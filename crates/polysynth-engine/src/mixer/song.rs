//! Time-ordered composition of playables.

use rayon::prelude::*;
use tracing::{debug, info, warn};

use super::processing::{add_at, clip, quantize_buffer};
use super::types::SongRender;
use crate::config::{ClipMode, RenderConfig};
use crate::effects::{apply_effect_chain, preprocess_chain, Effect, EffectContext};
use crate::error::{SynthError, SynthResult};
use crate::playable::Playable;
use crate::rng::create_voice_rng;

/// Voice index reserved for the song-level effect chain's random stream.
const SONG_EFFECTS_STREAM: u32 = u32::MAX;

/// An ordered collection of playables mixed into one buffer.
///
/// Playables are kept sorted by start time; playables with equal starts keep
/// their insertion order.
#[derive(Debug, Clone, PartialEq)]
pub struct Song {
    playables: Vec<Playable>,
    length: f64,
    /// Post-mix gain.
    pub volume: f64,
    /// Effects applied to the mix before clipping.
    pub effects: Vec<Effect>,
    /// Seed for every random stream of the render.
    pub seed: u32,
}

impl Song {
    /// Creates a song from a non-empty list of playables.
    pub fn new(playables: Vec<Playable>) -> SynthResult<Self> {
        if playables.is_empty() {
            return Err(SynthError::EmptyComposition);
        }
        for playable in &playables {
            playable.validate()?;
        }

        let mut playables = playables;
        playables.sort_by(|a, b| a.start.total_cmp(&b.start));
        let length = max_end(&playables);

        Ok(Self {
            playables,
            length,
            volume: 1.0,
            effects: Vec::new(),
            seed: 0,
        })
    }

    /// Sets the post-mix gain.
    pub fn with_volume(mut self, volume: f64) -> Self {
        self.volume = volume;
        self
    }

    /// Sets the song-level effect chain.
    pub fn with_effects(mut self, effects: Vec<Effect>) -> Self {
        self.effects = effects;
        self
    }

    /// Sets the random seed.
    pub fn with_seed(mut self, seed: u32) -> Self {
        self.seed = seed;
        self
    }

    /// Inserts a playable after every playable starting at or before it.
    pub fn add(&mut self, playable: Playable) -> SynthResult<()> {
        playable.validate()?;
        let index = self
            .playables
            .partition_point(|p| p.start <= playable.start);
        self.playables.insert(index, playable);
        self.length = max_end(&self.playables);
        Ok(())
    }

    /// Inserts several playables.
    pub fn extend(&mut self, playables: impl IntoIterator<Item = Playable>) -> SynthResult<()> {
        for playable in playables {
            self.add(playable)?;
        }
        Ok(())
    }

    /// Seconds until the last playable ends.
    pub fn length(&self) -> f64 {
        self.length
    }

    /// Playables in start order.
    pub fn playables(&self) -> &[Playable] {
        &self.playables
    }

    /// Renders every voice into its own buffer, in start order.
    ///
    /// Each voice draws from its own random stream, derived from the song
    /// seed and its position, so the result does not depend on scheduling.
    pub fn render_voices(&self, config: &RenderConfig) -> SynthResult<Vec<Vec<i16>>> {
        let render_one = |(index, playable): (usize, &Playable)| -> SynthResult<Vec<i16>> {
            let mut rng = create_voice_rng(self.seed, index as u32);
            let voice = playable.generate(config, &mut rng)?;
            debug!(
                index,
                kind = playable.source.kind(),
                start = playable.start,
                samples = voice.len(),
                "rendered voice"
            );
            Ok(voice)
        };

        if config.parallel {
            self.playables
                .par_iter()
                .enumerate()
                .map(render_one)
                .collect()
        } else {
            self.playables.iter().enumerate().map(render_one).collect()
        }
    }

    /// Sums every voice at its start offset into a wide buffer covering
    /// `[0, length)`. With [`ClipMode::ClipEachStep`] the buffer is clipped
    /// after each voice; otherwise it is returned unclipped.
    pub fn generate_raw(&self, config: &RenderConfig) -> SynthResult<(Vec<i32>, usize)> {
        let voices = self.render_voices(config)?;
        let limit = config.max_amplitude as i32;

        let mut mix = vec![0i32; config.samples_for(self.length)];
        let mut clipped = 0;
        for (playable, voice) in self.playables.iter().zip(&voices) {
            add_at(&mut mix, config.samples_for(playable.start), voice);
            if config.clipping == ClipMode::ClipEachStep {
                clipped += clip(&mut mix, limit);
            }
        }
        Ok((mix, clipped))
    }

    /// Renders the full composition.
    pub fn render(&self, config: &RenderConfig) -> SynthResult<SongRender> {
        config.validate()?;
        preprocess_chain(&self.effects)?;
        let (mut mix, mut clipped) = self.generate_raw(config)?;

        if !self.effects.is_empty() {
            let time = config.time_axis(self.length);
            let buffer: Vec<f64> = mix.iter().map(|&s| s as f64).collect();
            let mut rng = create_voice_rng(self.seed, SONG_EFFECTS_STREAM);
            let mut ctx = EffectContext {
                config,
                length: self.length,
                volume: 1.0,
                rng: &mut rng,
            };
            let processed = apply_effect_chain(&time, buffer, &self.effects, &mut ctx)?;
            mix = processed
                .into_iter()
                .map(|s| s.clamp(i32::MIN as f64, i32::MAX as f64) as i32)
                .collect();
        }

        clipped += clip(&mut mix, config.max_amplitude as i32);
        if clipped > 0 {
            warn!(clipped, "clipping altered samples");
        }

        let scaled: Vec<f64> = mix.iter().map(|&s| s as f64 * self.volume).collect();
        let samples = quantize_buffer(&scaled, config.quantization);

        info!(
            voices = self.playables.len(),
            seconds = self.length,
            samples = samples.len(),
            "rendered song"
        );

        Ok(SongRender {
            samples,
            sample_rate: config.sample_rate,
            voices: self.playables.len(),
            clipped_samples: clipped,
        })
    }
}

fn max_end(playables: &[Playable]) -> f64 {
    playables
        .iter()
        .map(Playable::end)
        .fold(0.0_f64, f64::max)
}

■ ■ ■ ■ ■

Reproduce every record above exactly as it appears.

Exercise result.
filename crates/polysynth-engine/src/mixer/song.rs
//! Time-ordered composition of playables.

use rayon::prelude::*;
use tracing::{debug, info, warn};

use super::processing::{add_at, clip, quantize_buffer};
use super::types::SongRender;
use crate::config::{ClipMode, RenderConfig};
use crate::effects::{apply_effect_chain, preprocess_chain, Effect, EffectContext};
use crate::error::{SynthError, SynthResult};
use crate::playable::Playable;
use crate::rng::create_voice_rng;

/// Voice index reserved for the song-level effect chain's random stream.
const SONG_EFFECTS_STREAM: u32 = u32::MAX;

/// An ordered collection of playables mixed into one buffer.
///
/// Playables are kept sorted by start time; playables with equal starts keep
/// their insertion order.
#[derive(Debug, Clone, PartialEq)]
pub struct Song {
    playables: Vec<Playable>,
    length: f64,
    /// Post-mix gain.
    pub volume: f64,
    /// Effects applied to the mix before clipping.
    pub effects: Vec<Effect>,
    /// Seed for every random stream of the render.
    pub seed: u32,
}

impl Song {
    /// Creates a song from a non-empty list of playables.
    pub fn new(playables: Vec<Playable>) -> SynthResult<Self> {
        if playables.is_empty() {
            return Err(SynthError::EmptyComposition);
        }
        for playable in &playables {
            playable.validate()?;
        }

        let mut playables = playables;
        playables.sort_by(|a, b| a.start.total_cmp(&b.start));
        let length = max_end(&playables);

        Ok(Self {
            playables,
            length,
            volume: 1.0,
            effects: Vec::new(),
            seed: 0,
        })
    }

    /// Sets the post-mix gain.
    pub fn with_volume(mut self, volume: f64) -> Self {
        self.volume = volume;
        self
    }

    /// Sets the song-level effect chain.
    pub fn with_effects(mut self, effects: Vec<Effect>) -> Self {
        self.effects = effects;
        self
    }

    /// Sets the random seed.
    pub fn with_seed(mut self, seed: u32) -> Self {
        self.seed = seed;
        self
    }

    /// Inserts a playable after every playable starting at or before it.
    pub fn add(&mut self, playable: Playable) -> SynthResult<()> {
        playable.validate()?;
        let index = self
            .playables
            .partition_point(|p| p.start <= playable.start);
        self.playables.insert(index, playable);
        self.length = max_end(&self.playables);
        Ok(())
    }

    /// Inserts several playables.
    pub fn extend(&mut self, playables: impl IntoIterator<Item = Playable>) -> SynthResult<()> {
        for playable in playables {
            self.add(playable)?;
        }
        Ok(())
    }

    /// Seconds until the last playable ends.
    pub fn length(&self) -> f64 {
        self.length
    }

    /// Playables in start order.
    pub fn playables(&self) -> &[Playable] {
        &self.playables
    }

    /// Renders every voice into its own buffer, in start order.
    ///
    /// Each voice draws from its own random stream, derived from the song
    /// seed and its position, so the result does not depend on scheduling.
    pub fn render_voices(&self, config: &RenderConfig) -> SynthResult<Vec<Vec<i16>>> {
        let render_one = |(index, playable): (usize, &Playable)| -> SynthResult<Vec<i16>> {
            let mut rng = create_voice_rng(self.seed, index as u32);
            let voice = playable.generate(config, &mut rng)?;
            debug!(
                index,
                kind = playable.source.kind(),
                start = playable.start,
                samples = voice.len(),
                "rendered voice"
            );
            Ok(voice)
        };

        if config.parallel {
            self.playables
                .par_iter()
                .enumerate()
                .map(render_one)
                .collect()
        } else {
            self.playables.iter().enumerate().map(render_one).collect()
        }
    }

    /// Sums every voice at its start offset into a wide buffer covering
    /// `[0, length)`. With [`ClipMode::ClipEachStep`] the buffer is clipped
    /// after each voice; otherwise it is returned unclipped.
    pub fn generate_raw(&self, config: &RenderConfig) -> SynthResult<(Vec<i32>, usize)> {
        let voices = self.render_voices(config)?;
        let limit = config.max_amplitude as i32;

        let mut mix = vec![0i32; config.samples_for(self.length)];
        let mut clipped = 0;
        for (playable, voice) in self.playables.iter().zip(&voices) {
            add_at(&mut mix, config.samples_for(playable.start), voice);
            if config.clipping == ClipMode::ClipEachStep {
                clipped += clip(&mut mix, limit);
            }
        }
        Ok((mix, clipped))
    }

    /// Renders the full composition.
    pub fn render(&self, config: &RenderConfig) -> SynthResult<SongRender> {
        config.validate()?;
        preprocess_chain(&self.effects)?;
        let (mut mix, mut clipped) = self.generate_raw(config)?;

        if !self.effects.is_empty() {
            let time = config.time_axis(self.length);
            let buffer: Vec<f64> = mix.iter().map(|&s| s as f64).collect();
            let mut rng = create_voice_rng(self.seed, SONG_EFFECTS_STREAM);
            let mut ctx = EffectContext {
                config,
                length: self.length,
                volume: 1.0,
                rng: &mut rng,
            };
            let processed = apply_effect_chain(&time, buffer, &self.effects, &mut ctx)?;
            mix = processed
                .into_iter()
                .map(|s| s.clamp(i32::MIN as f64, i32::MAX as f64) as i32)
                .collect();
        }

        clipped += clip(&mut mix, config.max_amplitude as i32);
        if clipped > 0 {
            warn!(clipped, "clipping altered samples");
        }

        let scaled: Vec<f64> = mix.iter().map(|&s| s as f64 * self.volume).collect();
        let samples = quantize_buffer(&scaled, config.quantization);

        info!(
            voices = self.playables.len(),
            seconds = self.length,
            samples = samples.len(),
            "rendered song"
        );

        Ok(SongRender {
            samples,
            sample_rate: config.sample_rate,
            voices: self.playables.len(),
            clipped_samples: clipped,
        })
    }
}

fn max_end(playables: &[Playable]) -> f64 {
    playables
        .iter()
        .map(Playable::end)
        .fold(0.0_f64, f64::max)
}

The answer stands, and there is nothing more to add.